//! The mutex engine: a generic, RAII mutex whose lock/unlock
//! path runs through the wait-for graph before ever touching the real
//! `parking_lot::Mutex` underneath.

use std::cell::UnsafeCell;
use std::ops::{Deref, DerefMut};

use crate::config;
use crate::error::{Error, Result};
use crate::graph::Mode;
use crate::ids::{self, LockId, ThreadId};
use crate::log;
use crate::registry::Kind;

/// A mutex whose acquisitions and releases are reported to the detector.
///
/// `Mutex<T>` owns its data directly (no `UnsafeCell` wrapping is visible to
/// callers) and hands out [`MutexGuard`] on `lock`/`try_lock`, exactly like
/// `std::sync::Mutex` or `parking_lot::Mutex`. The one visible difference:
/// both methods return a [`crate::error::Result`], since a reentrant
/// re-lock from the same thread is a reported error rather than a real
/// self-deadlock.
pub struct Mutex<T: ?Sized> {
    pub(crate) lid: LockId,
    inner: parking_lot::Mutex<UnsafeCellWrapper<T>>,
}

// `parking_lot::Mutex` already requires `T: Send` for `Sync`; the wrapper
// exists only so `MutexGuard` can hand out `&mut T` through the inner guard
// without a second layer of `RefCell`-style borrow checking.
pub(crate) struct UnsafeCellWrapper<T: ?Sized>(UnsafeCell<T>);
unsafe impl<T: ?Sized + Send> Send for UnsafeCellWrapper<T> {}

unsafe impl<T: ?Sized + Send> Send for Mutex<T> {}
unsafe impl<T: ?Sized + Send> Sync for Mutex<T> {}

impl<T> Mutex<T> {
    /// Creates a new tracked mutex wrapping `value`.
    ///
    /// # Panics
    ///
    /// Panics if [`crate::init`] has not been called yet — tracked
    /// primitives cannot be registered with a detector that does not exist.
    pub fn new(value: T) -> Self {
        let state = config::state();
        let creator = ids::current_tid();
        let lid = state.registry.create(Kind::Mutex, creator);
        Self {
            lid,
            inner: parking_lot::Mutex::new(UnsafeCellWrapper(UnsafeCell::new(value))),
        }
    }
}

impl<T: ?Sized> Mutex<T> {
    /// Blocks until the lock is acquired.
    ///
    /// Reports a cycle to the detector the instant one forms, but — matching
    /// the primitive it wraps — still goes on to block afterward; the
    /// detector observes, it does not arbitrate (see `DESIGN.md`). The one
    /// exception is re-locking a mutex already held by the calling thread:
    /// that can never succeed against the real lock either, so it is
    /// refused immediately as [`Error::Reentrant`] rather than actually
    /// blocking forever.
    pub fn lock(&self) -> Result<MutexGuard<'_, T>> {
        let state = config::state();
        let tid = ids::current_tid();
        let already_held = state.detector.graph().exclusive_holder(self.lid) == Some(tid);

        log::record_wait(tid, self.lid);
        state.detector.guard_wait(tid, self.lid, Mode::Exclusive);

        if already_held {
            // The wait edge just inserted is fictional — this thread never
            // actually blocks, it returns an error instead. Clear it via the
            // same path a real acquisition would take, rather than leaving a
            // stale "waiting for a lock it already holds" edge behind.
            state.detector.graph().on_acquired(tid, self.lid, Mode::Exclusive);
            return Err(Error::Reentrant {
                thread: tid,
                lock: self.lid,
            });
        }

        crate::stress::maybe_jitter();
        let raw = self.inner.lock();
        state.detector.graph().on_acquired(tid, self.lid, Mode::Exclusive);
        log::record_acquired(tid, self.lid);
        Ok(MutexGuard {
            mutex: self,
            tid,
            guard: Some(raw),
        })
    }

    /// Attempts to acquire the lock without blocking.
    ///
    /// `try_lock` never creates a wait edge — it cannot block, so it cannot
    /// contribute to a cycle.
    pub fn try_lock(&self) -> Result<Option<MutexGuard<'_, T>>> {
        let state = config::state();
        let tid = ids::current_tid();
        if state.detector.graph().exclusive_holder(self.lid) == Some(tid) {
            return Err(Error::Reentrant {
                thread: tid,
                lock: self.lid,
            });
        }
        match self.inner.try_lock() {
            Some(raw) => {
                state.detector.graph().on_acquired(tid, self.lid, Mode::Exclusive);
                log::record_acquired(tid, self.lid);
                Ok(Some(MutexGuard {
                    mutex: self,
                    tid,
                    guard: Some(raw),
                }))
            }
            None => Ok(None),
        }
    }

    pub(crate) fn lid(&self) -> LockId {
        self.lid
    }

    /// Explicitly destroys this lock, failing with [`Error::StillInUse`] if
    /// it is somehow still held or waited on. Ordinary `Drop` does the same
    /// removal best-effort when a `Mutex` simply goes out of scope; this
    /// exists for callers that want to observe that failure instead of
    /// having it silently ignored.
    pub fn destroy(self) -> Result<()> {
        let state = config::state();
        state.registry.destroy(self.lid, state.detector.graph())
    }

    pub(crate) fn raw_lock(&self) -> parking_lot::MutexGuard<'_, UnsafeCellWrapper<T>> {
        self.inner.lock()
    }

    pub(crate) fn wrap_guard<'a>(
        &'a self,
        tid: ThreadId,
        raw: parking_lot::MutexGuard<'a, UnsafeCellWrapper<T>>,
    ) -> MutexGuard<'a, T> {
        MutexGuard {
            mutex: self,
            tid,
            guard: Some(raw),
        }
    }
}

/// RAII guard returned by [`Mutex::lock`] / [`Mutex::try_lock`].
///
/// Releasing the lock — whether by dropping the guard or reaching the end of
/// its scope — reports the release to the detector before the real lock is
/// unlocked underneath it.
pub struct MutexGuard<'a, T: ?Sized> {
    pub(crate) mutex: &'a Mutex<T>,
    pub(crate) tid: ThreadId,
    pub(crate) guard: Option<parking_lot::MutexGuard<'a, UnsafeCellWrapper<T>>>,
}

impl<'a, T: ?Sized> MutexGuard<'a, T> {
    /// Splits the guard into its raw parts without running the releasing
    /// `Drop` impl. Used internally by the condvar engine, which needs to
    /// release the real lock itself at a precise point in its wait protocol.
    pub(crate) fn into_raw(
        mut self,
    ) -> (
        &'a Mutex<T>,
        ThreadId,
        parking_lot::MutexGuard<'a, UnsafeCellWrapper<T>>,
    ) {
        let raw = self.guard.take().expect("guard populated until drop");
        (self.mutex, self.tid, raw)
    }
}

impl<T: ?Sized> Deref for MutexGuard<'_, T> {
    type Target = T;
    fn deref(&self) -> &T {
        // SAFETY: the inner `parking_lot::MutexGuard` proves exclusive
        // access to the cell for the guard's lifetime.
        unsafe { &*self.guard.as_ref().unwrap().0.0.get() }
    }
}

impl<T: ?Sized> DerefMut for MutexGuard<'_, T> {
    fn deref_mut(&mut self) -> &mut T {
        // SAFETY: same as `Deref`, with the guard additionally proving no
        // other reference is live.
        unsafe { &mut *self.guard.as_ref().unwrap().0.0.get() }
    }
}

impl<T: ?Sized> Drop for Mutex<T> {
    fn drop(&mut self) {
        if let Some(state) = config::try_state() {
            let _ = state.registry.destroy(self.lid, state.detector.graph());
        }
    }
}

impl<T: ?Sized> Drop for MutexGuard<'_, T> {
    fn drop(&mut self) {
        if let Some(raw) = self.guard.take() {
            drop(raw);
            if let Some(state) = config::try_state() {
                state
                    .detector
                    .graph()
                    .on_released(self.tid, self.mutex.lid, Mode::Exclusive);
                log::record_released(self.tid, self.mutex.lid);
                state
                    .registry
                    .destroy_if_orphaned(self.mutex.lid, state.detector.graph());
            }
        }
    }
}

#[cfg(test)]
mod tests {
    use super::*;
    use crate::config::Config;
    use std::sync::Once;

    static INIT: Once = Once::new();

    fn ensure_init() {
        INIT.call_once(|| {
            let _ = config::init(Config::new());
        });
    }

    #[test]
    fn lock_then_unlock_round_trips() {
        ensure_init();
        let m = Mutex::new(5);
        {
            let mut guard = m.lock().unwrap();
            *guard += 1;
        }
        assert_eq!(*m.lock().unwrap(), 6);
    }

    #[test]
    fn try_lock_fails_while_held() {
        ensure_init();
        let m = Mutex::new(0);
        let _guard = m.lock().unwrap();
        // try_lock from the same thread would need to observe the lock as
        // held by someone else to return Ok(None); same-thread re-entry is
        // instead reported as Reentrant.
        assert!(matches!(m.try_lock(), Err(Error::Reentrant { .. })));
    }

    #[test]
    fn try_lock_succeeds_when_free() {
        ensure_init();
        let m = Mutex::new(0);
        assert!(m.try_lock().unwrap().is_some());
    }

    #[test]
    fn relocking_from_the_same_thread_is_reentrant() {
        ensure_init();
        let m = Mutex::new(0);
        let _outer = m.lock().unwrap();
        assert!(matches!(m.lock(), Err(Error::Reentrant { .. })));
    }

    #[test]
    fn destroyed_handle_is_not_resolvable_again() {
        ensure_init();
        let m = Mutex::new(0);
        let lid = m.lid;
        m.destroy().unwrap();
        assert!(matches!(
            config::state().registry.resolve(lid),
            Err(Error::NullHandle(_))
        ));
    }

    #[test]
    fn dropping_a_mutex_removes_it_from_the_registry() {
        ensure_init();
        let lid = {
            let m = Mutex::new(0);
            m.lid
        };
        assert!(matches!(
            config::state().registry.resolve(lid),
            Err(Error::NullHandle(_))
        ));
    }

    #[test]
    fn two_threads_contend_without_a_false_deadlock_report() {
        ensure_init();
        use std::sync::Arc;
        let m = Arc::new(Mutex::new(0));
        let handles: Vec<_> = (0..4)
            .map(|_| {
                let m = m.clone();
                std::thread::spawn(move || {
                    for _ in 0..100 {
                        *m.lock().unwrap() += 1;
                    }
                })
            })
            .collect();
        for h in handles {
            h.join().unwrap();
        }
        assert_eq!(*m.lock().unwrap(), 400);
    }
}
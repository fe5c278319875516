//! The deadlock report payload

use crate::ids::{LockId, ThreadId};
use serde::Serialize;
use time::OffsetDateTime;
use time::format_description::well_known::Rfc3339;

/// The structured description of a detected cycle, handed to the user
/// callback and (if enabled) appended to the event log.
///
/// Serializes to exactly this JSON schema:
///
/// ```json
/// {
///   "thread_cycle": [1, 2],
///   "thread_waiting_for_locks": [[1, 7], [2, 4]],
///   "timestamp": "2024-01-01T00:00:00Z"
/// }
/// ```
#[derive(Debug, Clone, Serialize)]
pub struct DeadlockReport {
    /// Thread IDs on the cycle, in traversal order. Closes back to the first
    /// element: the last thread is waiting on a lock held by the first.
    pub thread_cycle: Vec<ThreadId>,
    /// For each thread on the cycle (same order as `thread_cycle`), the lock
    /// it was waiting for when the cycle was discovered.
    pub thread_waiting_for_locks: Vec<(ThreadId, LockId)>,
    /// Wall-clock time the cycle was discovered, RFC 3339 / ISO-8601 UTC.
    #[serde(serialize_with = "serialize_timestamp")]
    pub timestamp: OffsetDateTime,
}

fn serialize_timestamp<S>(ts: &OffsetDateTime, serializer: S) -> Result<S::Ok, S::Error>
where
    S: serde::Serializer,
{
    let formatted = ts
        .format(&Rfc3339)
        .map_err(|e| serde::ser::Error::custom(e.to_string()))?;
    serializer.serialize_str(&formatted)
}

impl DeadlockReport {
    pub(crate) fn new(
        thread_cycle: Vec<ThreadId>,
        thread_waiting_for_locks: Vec<(ThreadId, LockId)>,
    ) -> Self {
        Self {
            thread_cycle,
            thread_waiting_for_locks,
            timestamp: OffsetDateTime::now_utc(),
        }
    }

    /// Serializes this report to the normative JSON schema.
    ///
    /// # Panics
    ///
    /// Panics if serialization fails, which would only happen if `serde_json`
    /// itself were broken — every field here is a plain integer, pair of
    /// integers, or pre-validated timestamp string.
    pub fn to_json(&self) -> String {
        serde_json::to_string(self).expect("DeadlockReport always serializes")
    }
}
//! RwLock-specific scenarios: an "upgrade" that is really just a second
//! writer waiting on itself, concurrent readers never conflicting, and a
//! writer correctly waiting on every current reader.

use std::sync::Arc;
use std::sync::atomic::{AtomicBool, Ordering};
use std::sync::{Barrier, Once};
use std::time::{Duration, Instant};

use tangle::{Config, RwLock};

static INIT: Once = Once::new();

/// Flipped by the single process-wide callback registered in
/// [`ensure_init`]. Every scenario in this file shares one detector, so
/// they must all observe the same flag rather than each wiring up its own
/// `Arc` that only the first-to-call-`ensure_init` test ever gets
/// connected to.
static DETECTED: AtomicBool = AtomicBool::new(false);

/// Serializes the scenarios in this file against each other. They all
/// reset and read the same process-global `DETECTED`/deadlock-flag state,
/// so two of them running concurrently — the default under `cargo test` —
/// would otherwise each observe the other's result.
static TEST_SERIAL: std::sync::Mutex<()> = std::sync::Mutex::new(());

fn ensure_init() {
    INIT.call_once(|| {
        tangle::init(Config::new().with_callback(|_report| {
            DETECTED.store(true, Ordering::SeqCst);
        }))
        .unwrap();
    });
}

fn begin_scenario() -> std::sync::MutexGuard<'static, ()> {
    ensure_init();
    let guard = TEST_SERIAL.lock().unwrap_or_else(|poisoned| poisoned.into_inner());
    DETECTED.store(false, Ordering::SeqCst);
    tangle::reset_deadlock_flag();
    guard
}

fn wait_for(timeout: Duration) -> bool {
    let deadline = Instant::now() + timeout;
    while Instant::now() < deadline {
        if DETECTED.load(Ordering::SeqCst) {
            return true;
        }
        std::thread::sleep(Duration::from_millis(5));
    }
    DETECTED.load(Ordering::SeqCst)
}

#[test]
fn holding_a_read_lock_then_writing_is_a_self_deadlock() {
    let _guard = begin_scenario();

    let lock = Arc::new(RwLock::new(0));
    let lock_clone = lock.clone();
    std::thread::spawn(move || {
        let _read = lock_clone.read().unwrap();
        // No special-cased upgrade path: this waits like any other writer,
        // which conflicts with the read lock this very thread is holding.
        let _write = lock_clone.write();
    });

    assert!(wait_for(Duration::from_secs(5)));
}

#[test]
fn multiple_readers_never_conflict_with_each_other() {
    let _guard = begin_scenario();

    let lock = Arc::new(RwLock::new(0));
    let handles: Vec<_> = (0..8)
        .map(|_| {
            let lock = lock.clone();
            std::thread::spawn(move || {
                let _r = lock.read().unwrap();
                std::thread::sleep(Duration::from_millis(10));
            })
        })
        .collect();

    for h in handles {
        h.join().unwrap();
    }

    assert!(!wait_for(Duration::from_millis(200)));
}

#[test]
fn writer_waits_for_every_current_reader() {
    let _guard = begin_scenario();

    let lock = Arc::new(RwLock::new(0));
    let barrier = Arc::new(Barrier::new(3));

    let readers: Vec<_> = (0..2)
        .map(|_| {
            let lock = lock.clone();
            let barrier = barrier.clone();
            std::thread::spawn(move || {
                let _r = lock.read().unwrap();
                barrier.wait();
                std::thread::sleep(Duration::from_millis(30));
            })
        })
        .collect();

    let writer_lock = lock.clone();
    let writer_barrier = barrier.clone();
    let writer = std::thread::spawn(move || {
        writer_barrier.wait();
        let _w = writer_lock.write().unwrap();
    });

    for h in readers {
        h.join().unwrap();
    }
    writer.join().unwrap();

    assert!(!DETECTED.load(Ordering::SeqCst));
}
● ● ● ● ● ● ●
Look above for the line holding "pub fn to_json(&self)" and the line holding "one detector, so". Retype both, and every line between them, word for word and nothing else.

» **Answer space**
    pub fn to_json(&self) -> String {
        serde_json::to_string(self).expect("DeadlockReport always serializes")
    }
}
//! RwLock-specific scenarios: an "upgrade" that is really just a second
//! writer waiting on itself, concurrent readers never conflicting, and a
//! writer correctly waiting on every current reader.

use std::sync::Arc;
use std::sync::atomic::{AtomicBool, Ordering};
use std::sync::{Barrier, Once};
use std::time::{Duration, Instant};

use tangle::{Config, RwLock};

static INIT: Once = Once::new();

/// Flipped by the single process-wide callback registered in
/// [`ensure_init`]. Every scenario in this file shares one detector, so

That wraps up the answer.